(DATA)

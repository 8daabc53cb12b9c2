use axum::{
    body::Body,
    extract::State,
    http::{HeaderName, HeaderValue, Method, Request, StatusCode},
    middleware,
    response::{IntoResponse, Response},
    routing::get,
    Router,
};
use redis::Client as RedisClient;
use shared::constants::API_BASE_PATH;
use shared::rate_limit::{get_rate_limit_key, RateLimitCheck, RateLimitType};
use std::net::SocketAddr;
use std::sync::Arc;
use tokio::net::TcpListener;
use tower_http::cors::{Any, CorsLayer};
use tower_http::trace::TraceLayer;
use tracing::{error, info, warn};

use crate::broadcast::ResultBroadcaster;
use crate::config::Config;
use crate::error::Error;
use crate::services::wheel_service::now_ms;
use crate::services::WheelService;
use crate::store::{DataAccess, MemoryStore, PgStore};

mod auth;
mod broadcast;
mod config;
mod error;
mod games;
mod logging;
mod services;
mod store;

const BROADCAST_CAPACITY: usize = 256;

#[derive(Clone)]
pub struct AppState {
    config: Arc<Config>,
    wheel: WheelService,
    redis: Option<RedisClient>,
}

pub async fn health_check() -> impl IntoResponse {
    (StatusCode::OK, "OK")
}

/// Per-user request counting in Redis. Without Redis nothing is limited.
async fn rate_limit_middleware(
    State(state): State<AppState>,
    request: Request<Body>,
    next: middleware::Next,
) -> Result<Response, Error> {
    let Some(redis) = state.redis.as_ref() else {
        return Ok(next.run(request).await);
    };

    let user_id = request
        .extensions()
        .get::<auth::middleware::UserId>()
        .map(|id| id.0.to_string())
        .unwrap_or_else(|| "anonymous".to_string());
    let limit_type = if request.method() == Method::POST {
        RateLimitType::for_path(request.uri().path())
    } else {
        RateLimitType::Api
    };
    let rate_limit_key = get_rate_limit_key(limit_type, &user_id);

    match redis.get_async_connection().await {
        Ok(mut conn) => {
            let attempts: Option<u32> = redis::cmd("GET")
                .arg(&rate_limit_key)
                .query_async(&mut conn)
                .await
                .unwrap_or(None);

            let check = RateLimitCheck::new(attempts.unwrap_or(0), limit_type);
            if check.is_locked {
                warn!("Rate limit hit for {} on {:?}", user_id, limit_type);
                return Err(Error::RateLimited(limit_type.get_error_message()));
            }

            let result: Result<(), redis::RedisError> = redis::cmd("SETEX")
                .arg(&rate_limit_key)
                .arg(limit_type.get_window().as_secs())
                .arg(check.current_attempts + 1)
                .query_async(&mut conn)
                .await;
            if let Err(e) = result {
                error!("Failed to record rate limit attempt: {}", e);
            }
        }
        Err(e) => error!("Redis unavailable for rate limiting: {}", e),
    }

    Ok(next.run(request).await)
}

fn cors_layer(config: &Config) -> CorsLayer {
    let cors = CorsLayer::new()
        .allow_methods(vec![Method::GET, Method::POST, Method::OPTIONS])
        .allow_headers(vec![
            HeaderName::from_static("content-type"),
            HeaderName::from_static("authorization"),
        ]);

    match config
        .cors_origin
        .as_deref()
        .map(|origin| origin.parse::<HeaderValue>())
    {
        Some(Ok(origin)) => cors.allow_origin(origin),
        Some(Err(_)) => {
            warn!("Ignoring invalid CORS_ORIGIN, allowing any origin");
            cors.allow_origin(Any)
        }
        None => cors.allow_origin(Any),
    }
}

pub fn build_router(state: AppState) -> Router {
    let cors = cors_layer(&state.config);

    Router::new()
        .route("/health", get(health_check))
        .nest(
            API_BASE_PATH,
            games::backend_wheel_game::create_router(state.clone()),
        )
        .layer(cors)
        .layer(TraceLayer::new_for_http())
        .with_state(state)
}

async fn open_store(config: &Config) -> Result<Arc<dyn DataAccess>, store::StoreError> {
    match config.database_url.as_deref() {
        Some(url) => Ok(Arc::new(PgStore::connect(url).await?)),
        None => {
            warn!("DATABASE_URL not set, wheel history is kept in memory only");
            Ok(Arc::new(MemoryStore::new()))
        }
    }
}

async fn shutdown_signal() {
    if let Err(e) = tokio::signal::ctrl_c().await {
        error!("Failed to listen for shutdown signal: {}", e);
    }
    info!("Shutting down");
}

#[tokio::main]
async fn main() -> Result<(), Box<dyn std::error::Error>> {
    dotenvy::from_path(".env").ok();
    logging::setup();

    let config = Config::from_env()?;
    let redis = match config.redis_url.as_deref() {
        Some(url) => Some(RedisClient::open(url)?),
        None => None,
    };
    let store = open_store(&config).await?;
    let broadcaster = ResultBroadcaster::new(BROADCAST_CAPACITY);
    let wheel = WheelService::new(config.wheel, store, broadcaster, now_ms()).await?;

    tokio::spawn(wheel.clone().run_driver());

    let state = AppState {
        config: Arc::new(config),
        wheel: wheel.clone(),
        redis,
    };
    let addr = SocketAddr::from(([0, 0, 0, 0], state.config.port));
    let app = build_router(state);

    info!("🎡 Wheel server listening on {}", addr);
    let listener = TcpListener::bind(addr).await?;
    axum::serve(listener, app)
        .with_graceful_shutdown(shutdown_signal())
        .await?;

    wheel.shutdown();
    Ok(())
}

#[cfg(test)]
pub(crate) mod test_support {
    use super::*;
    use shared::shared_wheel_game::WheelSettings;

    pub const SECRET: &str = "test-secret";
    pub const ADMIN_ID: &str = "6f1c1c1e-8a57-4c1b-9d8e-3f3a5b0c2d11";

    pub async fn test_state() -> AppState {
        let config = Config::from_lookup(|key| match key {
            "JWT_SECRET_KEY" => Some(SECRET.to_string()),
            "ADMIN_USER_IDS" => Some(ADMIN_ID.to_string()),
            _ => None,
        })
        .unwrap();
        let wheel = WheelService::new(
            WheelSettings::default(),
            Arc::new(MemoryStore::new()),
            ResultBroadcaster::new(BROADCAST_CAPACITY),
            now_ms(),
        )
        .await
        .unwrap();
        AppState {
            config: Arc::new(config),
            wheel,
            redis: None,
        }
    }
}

(End DATA)

Copy out each entry exactly, leaving nothing out.

▸ **ANSWER TO THE EXERCISE**
repository 8daabc53cb12b9c2
use axum::{
    body::Body,
    extract::State,
    http::{HeaderName, HeaderValue, Method, Request, StatusCode},
    middleware,
    response::{IntoResponse, Response},
    routing::get,
    Router,
};
use redis::Client as RedisClient;
use shared::constants::API_BASE_PATH;
use shared::rate_limit::{get_rate_limit_key, RateLimitCheck, RateLimitType};
use std::net::SocketAddr;
use std::sync::Arc;
use tokio::net::TcpListener;
use tower_http::cors::{Any, CorsLayer};
use tower_http::trace::TraceLayer;
use tracing::{error, info, warn};

use crate::broadcast::ResultBroadcaster;
use crate::config::Config;
use crate::error::Error;
use crate::services::wheel_service::now_ms;
use crate::services::WheelService;
use crate::store::{DataAccess, MemoryStore, PgStore};

mod auth;
mod broadcast;
mod config;
mod error;
mod games;
mod logging;
mod services;
mod store;

const BROADCAST_CAPACITY: usize = 256;

#[derive(Clone)]
pub struct AppState {
    config: Arc<Config>,
    wheel: WheelService,
    redis: Option<RedisClient>,
}

pub async fn health_check() -> impl IntoResponse {
    (StatusCode::OK, "OK")
}

/// Per-user request counting in Redis. Without Redis nothing is limited.
async fn rate_limit_middleware(
    State(state): State<AppState>,
    request: Request<Body>,
    next: middleware::Next,
) -> Result<Response, Error> {
    let Some(redis) = state.redis.as_ref() else {
        return Ok(next.run(request).await);
    };

    let user_id = request
        .extensions()
        .get::<auth::middleware::UserId>()
        .map(|id| id.0.to_string())
        .unwrap_or_else(|| "anonymous".to_string());
    let limit_type = if request.method() == Method::POST {
        RateLimitType::for_path(request.uri().path())
    } else {
        RateLimitType::Api
    };
    let rate_limit_key = get_rate_limit_key(limit_type, &user_id);

    match redis.get_async_connection().await {
        Ok(mut conn) => {
            let attempts: Option<u32> = redis::cmd("GET")
                .arg(&rate_limit_key)
                .query_async(&mut conn)
                .await
                .unwrap_or(None);

            let check = RateLimitCheck::new(attempts.unwrap_or(0), limit_type);
            if check.is_locked {
                warn!("Rate limit hit for {} on {:?}", user_id, limit_type);
                return Err(Error::RateLimited(limit_type.get_error_message()));
            }

            let result: Result<(), redis::RedisError> = redis::cmd("SETEX")
                .arg(&rate_limit_key)
                .arg(limit_type.get_window().as_secs())
                .arg(check.current_attempts + 1)
                .query_async(&mut conn)
                .await;
            if let Err(e) = result {
                error!("Failed to record rate limit attempt: {}", e);
            }
        }
        Err(e) => error!("Redis unavailable for rate limiting: {}", e),
    }

    Ok(next.run(request).await)
}

fn cors_layer(config: &Config) -> CorsLayer {
    let cors = CorsLayer::new()
        .allow_methods(vec![Method::GET, Method::POST, Method::OPTIONS])
        .allow_headers(vec![
            HeaderName::from_static("content-type"),
            HeaderName::from_static("authorization"),
        ]);

    match config
        .cors_origin
        .as_deref()
        .map(|origin| origin.parse::<HeaderValue>())
    {
        Some(Ok(origin)) => cors.allow_origin(origin),
        Some(Err(_)) => {
            warn!("Ignoring invalid CORS_ORIGIN, allowing any origin");
            cors.allow_origin(Any)
        }
        None => cors.allow_origin(Any),
    }
}

pub fn build_router(state: AppState) -> Router {
    let cors = cors_layer(&state.config);

    Router::new()
        .route("/health", get(health_check))
        .nest(
            API_BASE_PATH,
            games::backend_wheel_game::create_router(state.clone()),
        )
        .layer(cors)
        .layer(TraceLayer::new_for_http())
        .with_state(state)
}

async fn open_store(config: &Config) -> Result<Arc<dyn DataAccess>, store::StoreError> {
    match config.database_url.as_deref() {
        Some(url) => Ok(Arc::new(PgStore::connect(url).await?)),
        None => {
            warn!("DATABASE_URL not set, wheel history is kept in memory only");
            Ok(Arc::new(MemoryStore::new()))
        }
    }
}

async fn shutdown_signal() {
    if let Err(e) = tokio::signal::ctrl_c().await {
        error!("Failed to listen for shutdown signal: {}", e);
    }
    info!("Shutting down");
}

#[tokio::main]
async fn main() -> Result<(), Box<dyn std::error::Error>> {
    dotenvy::from_path(".env").ok();
    logging::setup();

    let config = Config::from_env()?;
    let redis = match config.redis_url.as_deref() {
        Some(url) => Some(RedisClient::open(url)?),
        None => None,
    };
    let store = open_store(&config).await?;
    let broadcaster = ResultBroadcaster::new(BROADCAST_CAPACITY);
    let wheel = WheelService::new(config.wheel, store, broadcaster, now_ms()).await?;

    tokio::spawn(wheel.clone().run_driver());

    let state = AppState {
        config: Arc::new(config),
        wheel: wheel.clone(),
        redis,
    };
    let addr = SocketAddr::from(([0, 0, 0, 0], state.config.port));
    let app = build_router(state);

    info!("🎡 Wheel server listening on {}", addr);
    let listener = TcpListener::bind(addr).await?;
    axum::serve(listener, app)
        .with_graceful_shutdown(shutdown_signal())
        .await?;

    wheel.shutdown();
    Ok(())
}

#[cfg(test)]
pub(crate) mod test_support {
    use super::*;
    use shared::shared_wheel_game::WheelSettings;

    pub const SECRET: &str = "test-secret";
    pub const ADMIN_ID: &str = "6f1c1c1e-8a57-4c1b-9d8e-3f3a5b0c2d11";

    pub async fn test_state() -> AppState {
        let config = Config::from_lookup(|key| match key {
            "JWT_SECRET_KEY" => Some(SECRET.to_string()),
            "ADMIN_USER_IDS" => Some(ADMIN_ID.to_string()),
            _ => None,
        })
        .unwrap();
        let wheel = WheelService::new(
            WheelSettings::default(),
            Arc::new(MemoryStore::new()),
            ResultBroadcaster::new(BROADCAST_CAPACITY),
            now_ms(),
        )
        .await
        .unwrap();
        AppState {
            config: Arc::new(config),
            wheel,
            redis: None,
        }
    }
}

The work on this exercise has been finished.